The period after the invasion and massacre, with the Israeli army occupying South Lebanon up to the Awali River, was a time of fear and suspicion. When even neighbours could not be trusted, it was difficult to explain to people what I was doing there in Shateela camp. A study? What could I possibly want to study at a time like this? Most people were too angry or too fearful to talk to me at all. If I asked anyone the simplest question, such as 'What is your name?' or 'What village do you come from?' they would say, 'Why do you want to know?' Why indeed? I was careful not to write any notes while in the camp, in case I might be searched at the Army checkpoint on the way out. Umm Mustafa defended me to her milieu with quiet authority, 'She's a friend of the Palestinians'. I recorded a few massacre testimonials. But it was still too soon for such work, memories were still too close and raw, it felt bad doing it. I accompanied Umm Mustafa on visits, in the afternoons, just as I had |
done with Umm Hussein, and Umm Joseph; but her visits were more confined to the camp and its immediate surroundings. She liked to visit the homes of her students in the adult literacy class. Some of these were from gypsy families, who had their own 'colony' in the Hursh, a target of the massacre perpetrators because they were known to work with gold. Others we visited were Shi'ites from the South, and Palestinian refugees from Tell al-Zaater. We visited people who were quite well off, and we visited people who were among the poorest in the area. Umm Mustafa's visiting crossed ethnic, class and party lines. Though she was a 'friend' of her husband's faction, the PFLP, her visiting wasn't restricted to them.15 If I ever asked her why we were visiting so-and-so the only explanation she'd give me was, 'They are good people'.

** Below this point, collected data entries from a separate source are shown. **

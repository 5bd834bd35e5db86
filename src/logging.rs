// ==========================================
// 日志系统初始化
// ==========================================
// 使用 tracing 和 tracing-subscriber
// 支持环境变量配置日志级别
// ==========================================

use tracing_subscriber::{fmt, EnvFilter};

/// 初始化日志系统
///
/// # 环境变量
/// - RUST_LOG: 日志级别过滤器（默认: info）
///   例如: RUST_LOG=debug 或 RUST_LOG=minerals_dashboard=trace
///
/// # 示例
/// ```no_run
/// use minerals_dashboard::logging;
/// logging::init();
/// ```
pub fn init() {
    // 从环境变量读取日志级别，默认为 info
    let filter = EnvFilter::try_from_default_env()
        .unwrap_or_else(|_| EnvFilter::new("info"));

    // 配置日志格式
    fmt()
        .with_env_filter(filter)
        .with_target(true)
        .with_thread_ids(false)
        .with_line_number(true)
        .init();
}

/// 初始化测试环境的日志系统
///
/// 使用更详细的日志级别，便于调试
pub fn init_test() {
    let _ = fmt()
        .with_env_filter(EnvFilter::new("debug"))
        .with_test_writer()
        .try_init();
}
// ==========================================
// 非洲关键矿产数据看板 - 聚合引擎
// ==========================================
// 职责: 对快照做产量汇总
// 红线: 纯函数，无副作用，可被任意并发读者调用
// ==========================================

use crate::domain::{QueryFilter, Snapshot};
use serde::{Deserialize, Serialize};

// ==========================================
// TotalsRow - 聚合输出行
// ==========================================
#[derive(Debug, Clone, PartialEq, Serialize, Deserialize)]
pub struct TotalsRow {
    pub country_iso: String,
    pub mineral_code: String,
    pub year: i32,
    pub quantity: f64,
    /// 计量单位（来自矿种主数据）
    pub unit: String,
}

// ==========================================
// AggregationEngine - 聚合引擎
// ==========================================
pub struct AggregationEngine {
    // 无状态引擎,不需要注入依赖
}

impl AggregationEngine {
    pub fn new() -> Self {
        Self {}
    }

    /// 单键产量查询
    ///
    /// 复合键 (国家, 矿种, 年份) 唯一，因此这是查找而非求和。
    ///
    /// # 返回
    /// - Some(f64): 存在该条统计
    /// - None: 无记录（缺失年份不补零）
    pub fn total_for(
        &self,
        snapshot: &Snapshot,
        country: &str,
        mineral: &str,
        year: i32,
    ) -> Option<f64> {
        snapshot
            .production_stat(country, mineral, year)
            .map(|stat| stat.quantity)
    }

    /// 某矿种某年份的全国家合计
    ///
    /// 无记录的国家贡献为零。
    pub fn total_by_mineral_year(&self, snapshot: &Snapshot, mineral: &str, year: i32) -> f64 {
        snapshot
            .production
            .values()
            .filter(|stat| stat.mineral_code == mineral && stat.year == year)
            .map(|stat| stat.quantity)
            .sum()
    }

    /// 过滤后的产量行（按复合键字典序，输出确定）
    pub fn totals(&self, snapshot: &Snapshot, filter: &QueryFilter) -> Vec<TotalsRow> {
        snapshot
            .production
            .iter()
            .filter(|(key, _)| filter.matches(key))
            .map(|(_, stat)| TotalsRow {
                country_iso: stat.country_iso.clone(),
                mineral_code: stat.mineral_code.clone(),
                year: stat.year,
                quantity: stat.quantity,
                unit: snapshot
                    .unit_of(&stat.mineral_code)
                    .unwrap_or(crate::domain::DEFAULT_UNIT)
                    .to_string(),
            })
            .collect()
    }

    /// 过滤后的总量
    pub fn grand_total(&self, snapshot: &Snapshot, filter: &QueryFilter) -> f64 {
        snapshot
            .production
            .iter()
            .filter(|(key, _)| filter.matches(key))
            .map(|(_, stat)| stat.quantity)
            .sum()
    }
}

impl Default for AggregationEngine {
    fn default() -> Self {
        Self::new()
    }
}
// ==========================================
// 非洲关键矿产数据看板 - 过滤条件校验
// ==========================================
// 职责: 针对活动快照校验调用方过滤条件
// 约定: 合法但无匹配 → 空结果集; 引用未知代码 → InvalidFilterError
// ==========================================

use crate::api::error::InvalidFilterError;
use crate::domain::{QueryFilter, Snapshot};

/// 校验过滤条件
///
/// # 校验项
/// 1. 年份区间 start <= end
/// 2. 国家集合中的每个代码在快照中存在
/// 3. 矿种集合中的每个代码在快照中存在
///
/// # 返回
/// - Ok(()): 过滤条件合法（可能匹配零条记录）
/// - Err(InvalidFilterError): 首个不可解析/不一致的条件
pub fn validate_filter(filter: &QueryFilter, snapshot: &Snapshot) -> Result<(), InvalidFilterError> {
    if let Some(years) = &filter.years {
        if years.is_empty() {
            return Err(InvalidFilterError::EmptyYearRange {
                start: years.start,
                end: years.end,
            });
        }
    }

    if let Some(countries) = &filter.countries {
        for iso in countries {
            if snapshot.country(iso).is_none() {
                return Err(InvalidFilterError::UnknownCountryCode(iso.clone()));
            }
        }
    }

    if let Some(minerals) = &filter.minerals {
        for code in minerals {
            if snapshot.mineral(code).is_none() {
                return Err(InvalidFilterError::UnknownMineralCode(code.clone()));
            }
        }
    }

    Ok(())
}
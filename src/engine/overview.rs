// ==========================================
// 非洲关键矿产数据看板 - 总览引擎
// ==========================================
// 职责: 看板顶部指标、产量领先榜、国家画像、地图点位
// 口径: 产量跨全部年份求和（与源看板一致）
// ==========================================

use crate::domain::{Snapshot, TableCounts};
use serde::{Deserialize, Serialize};
use std::cmp::Ordering;
use std::collections::BTreeMap;

// ==========================================
// 输出 DTO
// ==========================================

/// 单矿种产量合计
#[derive(Debug, Clone, PartialEq, Serialize, Deserialize)]
pub struct MineralTotal {
    pub mineral_code: String,
    pub mineral_name: String,
    pub unit: String,
    pub total_quantity: f64,
}

/// 单国家产量合计
#[derive(Debug, Clone, PartialEq, Serialize, Deserialize)]
pub struct CountryTotal {
    pub country_iso: String,
    pub country_name: String,
    pub total_quantity: f64,
}

/// 看板总览
#[derive(Debug, Clone, PartialEq, Serialize, Deserialize)]
pub struct DashboardOverview {
    /// GDP 合计（十亿美元，数据缺失的国家计零）
    pub total_gdp_billion_usd: f64,
    /// 矿业收入合计（十亿美元，数据缺失的国家计零）
    pub total_mining_revenue_billion_usd: f64,
    pub counts: TableCounts,
    pub top_minerals: Vec<MineralTotal>,
    pub top_countries: Vec<CountryTotal>,
}

/// 国家画像
#[derive(Debug, Clone, PartialEq, Serialize, Deserialize)]
pub struct CountryProfile {
    pub country_iso: String,
    pub country_name: String,
    pub region: Option<String>,
    pub gdp_billion_usd: Option<f64>,
    pub mining_revenue_billion_usd: Option<f64>,
    /// 矿业收入占 GDP 比例（百分比）
    pub mining_share_pct: Option<f64>,
    pub key_projects: Option<String>,
    /// 分矿种产量合计（跨全部年份）
    pub production_by_mineral: Vec<MineralTotal>,
    pub site_count: usize,
}

/// 地图点位（交给外部地图渲染器）
#[derive(Debug, Clone, PartialEq, Serialize, Deserialize)]
pub struct SiteMapPoint {
    pub site_id: String,
    pub site_name: Option<String>,
    pub latitude: f64,
    pub longitude: f64,
    pub status: crate::domain::SiteStatus,
    pub country_iso: String,
    pub country_name: String,
    pub mineral_code: String,
    pub mineral_name: String,
    pub output_tonnes: Option<f64>,
}

// ==========================================
// OverviewEngine - 总览引擎
// ==========================================
pub struct OverviewEngine {
    // 无状态引擎,不需要注入依赖
}

impl OverviewEngine {
    pub fn new() -> Self {
        Self {}
    }

    /// 产量领先矿种（跨国家、跨年份合计，降序；平局按代码升序）
    pub fn top_minerals(&self, snapshot: &Snapshot, limit: usize) -> Vec<MineralTotal> {
        let mut totals: BTreeMap<&str, f64> = BTreeMap::new();
        for stat in snapshot.production.values() {
            *totals.entry(stat.mineral_code.as_str()).or_insert(0.0) += stat.quantity;
        }

        let mut rows: Vec<MineralTotal> = totals
            .into_iter()
            .map(|(code, total_quantity)| {
                let mineral = snapshot.mineral(code);
                MineralTotal {
                    mineral_code: code.to_string(),
                    mineral_name: mineral.map(|m| m.name.clone()).unwrap_or_default(),
                    unit: mineral
                        .map(|m| m.unit.clone())
                        .unwrap_or_else(|| crate::domain::DEFAULT_UNIT.to_string()),
                    total_quantity,
                }
            })
            .collect();

        rows.sort_by(|a, b| match b.total_quantity.total_cmp(&a.total_quantity) {
            Ordering::Equal => a.mineral_code.cmp(&b.mineral_code),
            other => other,
        });
        rows.truncate(limit);
        rows
    }

    /// 产量领先国家（跨矿种、跨年份合计，降序；平局按 ISO 升序）
    pub fn top_countries(&self, snapshot: &Snapshot, limit: usize) -> Vec<CountryTotal> {
        let mut totals: BTreeMap<&str, f64> = BTreeMap::new();
        for stat in snapshot.production.values() {
            *totals.entry(stat.country_iso.as_str()).or_insert(0.0) += stat.quantity;
        }

        let mut rows: Vec<CountryTotal> = totals
            .into_iter()
            .map(|(iso, total_quantity)| CountryTotal {
                country_iso: iso.to_string(),
                country_name: snapshot
                    .country(iso)
                    .map(|c| c.name.clone())
                    .unwrap_or_default(),
                total_quantity,
            })
            .collect();

        rows.sort_by(|a, b| match b.total_quantity.total_cmp(&a.total_quantity) {
            Ordering::Equal => a.country_iso.cmp(&b.country_iso),
            other => other,
        });
        rows.truncate(limit);
        rows
    }

    /// 看板总览（顶部指标 + 领先榜）
    pub fn overview(&self, snapshot: &Snapshot, limit: usize) -> DashboardOverview {
        let total_gdp_billion_usd = snapshot
            .countries
            .values()
            .filter_map(|c| c.gdp_billion_usd)
            .sum();
        let total_mining_revenue_billion_usd = snapshot
            .countries
            .values()
            .filter_map(|c| c.mining_revenue_billion_usd)
            .sum();

        DashboardOverview {
            total_gdp_billion_usd,
            total_mining_revenue_billion_usd,
            counts: snapshot.counts(),
            top_minerals: self.top_minerals(snapshot, limit),
            top_countries: self.top_countries(snapshot, limit),
        }
    }

    /// 国家画像（基础指标 + 分矿种产量 + 矿区数）
    ///
    /// # 返回
    /// - Some(CountryProfile): 国家存在
    /// - None: 未知 ISO 代码（由 API 层转换为 NotFound）
    pub fn country_profile(&self, snapshot: &Snapshot, iso_code: &str) -> Option<CountryProfile> {
        let country = snapshot.country(iso_code)?;

        let mut totals: BTreeMap<&str, f64> = BTreeMap::new();
        for stat in snapshot.production.values() {
            if stat.country_iso == iso_code {
                *totals.entry(stat.mineral_code.as_str()).or_insert(0.0) += stat.quantity;
            }
        }

        let mut production_by_mineral: Vec<MineralTotal> = totals
            .into_iter()
            .map(|(code, total_quantity)| {
                let mineral = snapshot.mineral(code);
                MineralTotal {
                    mineral_code: code.to_string(),
                    mineral_name: mineral.map(|m| m.name.clone()).unwrap_or_default(),
                    unit: mineral
                        .map(|m| m.unit.clone())
                        .unwrap_or_else(|| crate::domain::DEFAULT_UNIT.to_string()),
                    total_quantity,
                }
            })
            .collect();
        production_by_mineral.sort_by(|a, b| {
            match b.total_quantity.total_cmp(&a.total_quantity) {
                Ordering::Equal => a.mineral_code.cmp(&b.mineral_code),
                other => other,
            }
        });

        let site_count = snapshot
            .sites
            .values()
            .filter(|s| s.country_iso == iso_code)
            .count();

        Some(CountryProfile {
            country_iso: country.iso_code.clone(),
            country_name: country.name.clone(),
            region: country.region.clone(),
            gdp_billion_usd: country.gdp_billion_usd,
            mining_revenue_billion_usd: country.mining_revenue_billion_usd,
            mining_share_pct: country.mining_share_pct(),
            key_projects: country.key_projects.clone(),
            production_by_mineral,
            site_count,
        })
    }

    /// 地图点位（可按矿种过滤；按矿区 ID 有序）
    ///
    /// 引用已在加载期校验，名称解析不会落空；
    /// 未知代码兜底为空串而非 panic。
    pub fn site_map_points(
        &self,
        snapshot: &Snapshot,
        mineral_filter: Option<&str>,
    ) -> Vec<SiteMapPoint> {
        snapshot
            .sites
            .values()
            .filter(|site| match mineral_filter {
                Some(code) => site.mineral_code == code,
                None => true,
            })
            .map(|site| SiteMapPoint {
                site_id: site.site_id.clone(),
                site_name: site.name.clone(),
                latitude: site.latitude,
                longitude: site.longitude,
                status: site.status,
                country_iso: site.country_iso.clone(),
                country_name: snapshot
                    .country(&site.country_iso)
                    .map(|c| c.name.clone())
                    .unwrap_or_default(),
                mineral_code: site.mineral_code.clone(),
                mineral_name: snapshot
                    .mineral(&site.mineral_code)
                    .map(|m| m.name.clone())
                    .unwrap_or_default(),
                output_tonnes: site.output_tonnes,
            })
            .collect()
    }
}

impl Default for OverviewEngine {
    fn default() -> Self {
        Self::new()
    }
}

Whenever I stayed overnight in the camp, Umm Mustafa would lay out a mattress on the floor of the sitting room where the TV was, and sleep beside me. I think this was normal practice for looking after passing visitors, transmitted from a recent past when both rural and urban people moved around constantly, staying with relatives or friends or trading partners. I felt very lucky to have Umm Mustafa as a friend: she was widely respected in the Shateela community not just as a 'mara nasheeta' (active woman, patriot), but also as someone wise and honest, who gave good advice. She never slandered people, or gossiped. She skillfully held a middle ground between her husband's minoritarian left-wing views and the Muslim nationalism (or nationalist Islamism) of the majority. She was quite highly educated for a camp woman of her generation, and could speak knowledgeably about politics.16 She always welcomed me warmly when I visited, and took a helpful interest in my research. It was a great loss to me when she was forced to leave Shateela after her home was completely destroyed in the first battle of the camps (May-June 1985). The tenement building had been an easy target for Army shelling from the Sports City, and was destroyed beyond repair. Abu Mustafa stayed in the camp but the family went to live near Sidon, too far away for daily visits.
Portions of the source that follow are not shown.